● Problem requirements
Among the entries below, how many lines contain the string "Debug"? Only the number is wanted.

BEGIN Source data

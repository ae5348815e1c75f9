//! Sensor-versus-display orientation math.
//!
//! Candidate sizes are reported in sensor orientation while requested sizes
//! and display bounds are in display orientation. When exactly one of the
//! two is a quarter turn, width and height must be exchanged before fitting.

use crate::models::camera_models::{Resolution, Rotation};

/// Whether width and height must be exchanged to move between display
/// orientation and sensor orientation.
pub fn swapped(display_rotation: Rotation, sensor_orientation: Rotation) -> bool {
    display_rotation.is_quarter_turn() != sensor_orientation.is_quarter_turn()
}

/// Clockwise rotation, in degrees, to apply to captured frames so they
/// appear upright on the display.
pub fn capture_rotation_degrees(display_rotation: Rotation, sensor_orientation: Rotation) -> u32 {
    (sensor_orientation.degrees() + 360 - display_rotation.degrees()) % 360
}

/// Display rotation and sensor orientation with the derived swap flag.
#[derive(Debug, Clone, Copy, PartialEq, Eq)]
pub struct OrientationState {
    sensor_orientation: Rotation,
    display_rotation: Rotation,
    swapped: bool,
}

impl OrientationState {
    pub fn new(display_rotation: Rotation, sensor_orientation: Rotation) -> Self {
        Self {
            sensor_orientation,
            display_rotation,
            swapped: swapped(display_rotation, sensor_orientation),
        }
    }

    pub fn sensor_orientation(&self) -> Rotation {
        self.sensor_orientation
    }

    pub fn display_rotation(&self) -> Rotation {
        self.display_rotation
    }

    pub fn is_swapped(&self) -> bool {
        self.swapped
    }

    pub fn capture_rotation_degrees(&self) -> u32 {
        capture_rotation_degrees(self.display_rotation, self.sensor_orientation)
    }

    /// Expresses a display-oriented size in sensor orientation.
    pub fn to_sensor(&self, size: Resolution) -> Resolution {
        if self.swapped {
            size.swap()
        } else {
            size
        }
    }
}
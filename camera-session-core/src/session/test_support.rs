//! In-test fakes for the platform side of the session worker.

use std::collections::HashMap;
use std::sync::atomic::{AtomicU64, Ordering};
use std::sync::Arc;
use std::thread;
use std::time::Duration;

use crossbeam_channel::{Receiver, Sender};
use parking_lot::Mutex;

use crate::models::camera_models::{
    DeviceCharacteristics, LensFacing, Resolution, Rotation, SurfaceKind,
};
use crate::models::capture_request::{AfMode, AfTrigger, CaptureRequest, RequestTemplate};
use crate::models::error::CameraError;
use crate::models::recording_result::RecordingResult;
use crate::models::state::SessionState;
use crate::models::surface::{Surface, SurfaceId, SurfaceSet};
use crate::negotiation::orientation::OrientationState;
use crate::session::callbacks::{Command, DeviceCallbacks, SessionCallbacks};
use crate::session::coordinator::SessionCoordinator;
use crate::session::shared::Shared;
use crate::traits::camera_device::CameraDevice;
use crate::traits::camera_listener::CameraListener;
use crate::traits::capture_session::CaptureSession;
use crate::traits::clock::Clock;
use crate::traits::device_service::DeviceService;
use crate::traits::host_context::HostContext;

#[derive(Debug, Clone, PartialEq, Eq)]
pub enum Event {
    SessionCreated(Vec<SurfaceId>),
    SessionClosed(u64),
    Repeating(u64, RequestTemplate),
    Capture(u64, AfTrigger),
    DeviceClosed,
    PreviewStarted,
    RecordStopped(u64),
    Failure(CameraError),
}

/// Shared record of everything the fake platform and listener observed.
#[derive(Default)]
pub struct Platform {
    events: Vec<Event>,
    states: Vec<String>,
    open_sessions: usize,
    max_open_sessions: usize,
    next_session: u64,
    parked: Vec<SessionCallbacks>,
    manual: bool,
    fail_repeating: bool,
    close_delay: Duration,
    panic_on_close: bool,
}

pub type PlatformRef = Arc<Mutex<Platform>>;

impl Platform {
    fn new_session(platform: &PlatformRef) -> Box<dyn CaptureSession> {
        let mut p = platform.lock();
        p.next_session += 1;
        p.open_sessions += 1;
        p.max_open_sessions = p.max_open_sessions.max(p.open_sessions);
        Box::new(FakeSession {
            serial: p.next_session,
            platform: Arc::clone(platform),
            closed: false,
        })
    }
}

pub struct FakeDevice {
    platform: PlatformRef,
}

impl CameraDevice for FakeDevice {
    fn id(&self) -> &str {
        "0"
    }

    fn create_capture_session(
        &mut self,
        targets: &SurfaceSet,
        callbacks: SessionCallbacks,
    ) -> Result<(), CameraError> {
        let manual = {
            let mut p = self.platform.lock();
            p.events.push(Event::SessionCreated(targets.ids()));
            if p.manual {
                p.parked.push(callbacks.clone());
            }
            p.manual
        };
        if !manual {
            callbacks.configured(Platform::new_session(&self.platform));
        }
        Ok(())
    }

    fn close(&mut self) {
        let (delay, crash) = {
            let mut p = self.platform.lock();
            (p.close_delay, std::mem::take(&mut p.panic_on_close))
        };
        if crash {
            panic!("camera driver crashed while closing");
        }
        thread::sleep(delay);
        self.platform.lock().events.push(Event::DeviceClosed);
    }
}

pub struct FakeSession {
    serial: u64,
    platform: PlatformRef,
    closed: bool,
}

impl CaptureSession for FakeSession {
    fn set_repeating_request(&mut self, request: &CaptureRequest) -> Result<(), CameraError> {
        let mut p = self.platform.lock();
        if p.fail_repeating {
            return Err(CameraError::DeviceAccess("repeating request rejected".into()));
        }
        p.events.push(Event::Repeating(self.serial, request.template));
        Ok(())
    }

    fn capture(&mut self, request: &CaptureRequest) -> Result<(), CameraError> {
        self.platform
            .lock()
            .events
            .push(Event::Capture(self.serial, request.af_trigger));
        Ok(())
    }

    fn close(&mut self) {
        if !self.closed {
            self.closed = true;
            let mut p = self.platform.lock();
            p.open_sessions -= 1;
            p.events.push(Event::SessionClosed(self.serial));
        }
    }
}

pub struct JournalListener {
    platform: PlatformRef,
}

impl CameraListener for JournalListener {
    fn on_state_changed(&self, state: &SessionState) {
        self.platform.lock().states.push(state.name().to_string());
    }

    fn on_preview_started(&self) {
        self.platform.lock().events.push(Event::PreviewStarted);
    }

    fn on_record_stopped(&self, result: &RecordingResult) {
        self.platform
            .lock()
            .events
            .push(Event::RecordStopped(result.duration_ms));
    }

    fn on_failure(&self, error: &CameraError) {
        self.platform.lock().events.push(Event::Failure(error.clone()));
    }
}

#[derive(Default)]
pub struct ManualClock(AtomicU64);

impl ManualClock {
    pub fn set(&self, millis: u64) {
        self.0.store(millis, Ordering::SeqCst);
    }
}

impl Clock for ManualClock {
    fn now_millis(&self) -> u64 {
        self.0.load(Ordering::SeqCst)
    }
}

/// Drives a coordinator synchronously: commands are pumped on the test
/// thread instead of a worker.
pub struct Harness {
    pub coordinator: SessionCoordinator,
    pub shared: Arc<Shared>,
    pub clock: Arc<ManualClock>,
    pub render: Arc<Surface>,
    sender: Sender<Command>,
    receiver: Receiver<Command>,
    platform: PlatformRef,
}

impl Harness {
    /// Sessions configure as soon as they are requested.
    pub fn new() -> Self {
        Self::build(false)
    }

    /// Sessions wait for `configure_oldest` / `fail_oldest`.
    pub fn manual() -> Self {
        Self::build(true)
    }

    fn build(manual: bool) -> Self {
        let platform: PlatformRef = Arc::new(Mutex::new(Platform {
            manual,
            ..Default::default()
        }));
        let shared = Arc::new(Shared::new());
        shared.update(|s| {
            s.camera_id = Some("0".into());
            s.preview_size = Some(Resolution::new(1280, 720));
            s.orientation = Some(OrientationState::new(Rotation::Deg0, Rotation::Deg90));
        });
        shared.set_state(SessionState::Opening);
        shared.set_listener(Arc::new(JournalListener {
            platform: Arc::clone(&platform),
        }));

        let clock = Arc::new(ManualClock::default());
        let render = Surface::new(SurfaceKind::Preview, "view");
        let (sender, receiver) = crossbeam_channel::unbounded();
        let coordinator = SessionCoordinator::new(
            Arc::clone(&shared),
            sender.clone(),
            Arc::clone(&clock) as Arc<dyn Clock>,
            AfMode::ContinuousPicture,
            Arc::downgrade(&render),
        );

        Self {
            coordinator,
            shared,
            clock,
            render,
            sender,
            receiver,
            platform,
        }
    }

    /// Hands the coordinator and its mailbox over to a real worker.
    pub fn into_worker_parts(self) -> (SessionCoordinator, Sender<Command>, Receiver<Command>) {
        (self.coordinator, self.sender, self.receiver)
    }

    /// The next device close panics once.
    pub fn panic_on_device_close(&self) {
        self.platform.lock().panic_on_close = true;
    }

    pub fn device(&self) -> Box<dyn CameraDevice> {
        Box::new(FakeDevice {
            platform: Arc::clone(&self.platform),
        })
    }

    pub fn open(&mut self) {
        let device = self.device();
        self.coordinator.on_device_opened(device);
        self.pump();
    }

    pub fn pump(&mut self) {
        while let Ok(command) = self.receiver.try_recv() {
            self.coordinator.handle(command);
        }
    }

    pub fn configure_oldest(&mut self) {
        let callbacks = self.platform.lock().parked.remove(0);
        callbacks.configured(Platform::new_session(&self.platform));
        self.pump();
    }

    pub fn fail_oldest(&mut self, reason: &str) {
        let callbacks = self.platform.lock().parked.remove(0);
        callbacks.configure_failed(reason);
        self.pump();
    }

    pub fn fail_repeating(&self) {
        self.platform.lock().fail_repeating = true;
    }

    /// Drops the only strong reference to the render target.
    pub fn release_render(&mut self) {
        let replacement = Surface::new(SurfaceKind::Preview, "replacement");
        drop(std::mem::replace(&mut self.render, replacement));
    }

    pub fn events(&self) -> Vec<Event> {
        self.platform.lock().events.clone()
    }

    pub fn states(&self) -> Vec<String> {
        self.platform.lock().states.clone()
    }

    pub fn clear_events(&self) {
        let mut p = self.platform.lock();
        p.events.clear();
        p.states.clear();
    }

    pub fn max_open_sessions(&self) -> usize {
        self.platform.lock().max_open_sessions
    }
}

/// Host with fixed display properties.
pub struct FixedHost {
    pub rotation: Rotation,
    pub bounds: Resolution,
    pub valid: bool,
}

impl HostContext for FixedHost {
    fn display_rotation(&self) -> Rotation {
        self.rotation
    }

    fn display_bounds(&self) -> Resolution {
        self.bounds
    }

    fn is_valid(&self) -> bool {
        self.valid
    }
}

/// Device service whose open requests are parked until the test answers.
#[derive(Default)]
pub struct FakeService {
    pub cameras: Vec<(String, DeviceCharacteristics)>,
    pub pending_opens: Mutex<Vec<DeviceCallbacks>>,
    pub platform: PlatformRef,
}

impl FakeService {
    pub fn with_camera(mut self, id: &str, characteristics: DeviceCharacteristics) -> Self {
        self.cameras.push((id.to_string(), characteristics));
        self
    }

    pub fn take_pending_open(&self) -> Option<DeviceCallbacks> {
        let mut pending = self.pending_opens.lock();
        if pending.is_empty() {
            None
        } else {
            Some(pending.remove(0))
        }
    }

    pub fn device(&self) -> Box<dyn CameraDevice> {
        Box::new(FakeDevice {
            platform: Arc::clone(&self.platform),
        })
    }

    pub fn events(&self) -> Vec<Event> {
        self.platform.lock().events.clone()
    }

    pub fn slow_device_close(&self, delay: Duration) {
        self.platform.lock().close_delay = delay;
    }

    pub fn panic_on_device_close(&self) {
        self.platform.lock().panic_on_close = true;
    }
}

impl DeviceService for FakeService {
    fn camera_ids(&self) -> Result<Vec<String>, CameraError> {
        Ok(self.cameras.iter().map(|(id, _)| id.clone()).collect())
    }

    fn characteristics(&self, camera_id: &str) -> Result<DeviceCharacteristics, CameraError> {
        let by_id: HashMap<&str, &DeviceCharacteristics> =
            self.cameras.iter().map(|(id, c)| (id.as_str(), c)).collect();
        by_id
            .get(camera_id)
            .map(|c| (*c).clone())
            .ok_or_else(|| CameraError::CharacteristicsUnavailable(format!("unknown camera {}", camera_id)))
    }

    fn open_device(&self, _camera_id: &str, callbacks: DeviceCallbacks) -> Result<(), CameraError> {
        self.pending_opens.lock().push(callbacks);
        Ok(())
    }
}

/// Back camera mounted at 90 degrees with 16:9 output sizes.
pub fn phone_back_camera() -> DeviceCharacteristics {
    DeviceCharacteristics::new(LensFacing::Back, Rotation::Deg90)
        .with_flash(true)
        .with_sizes(
            SurfaceKind::Preview,
            vec![
                Resolution::new(640, 480),
                Resolution::new(1280, 720),
                Resolution::new(1920, 1080),
            ],
        )
        .with_sizes(
            SurfaceKind::StillCapture,
            vec![Resolution::new(1920, 1080), Resolution::new(1280, 720)],
        )
        .with_sizes(SurfaceKind::Record, vec![Resolution::new(1280, 720)])
}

END Source data

● Solution to this exercise
2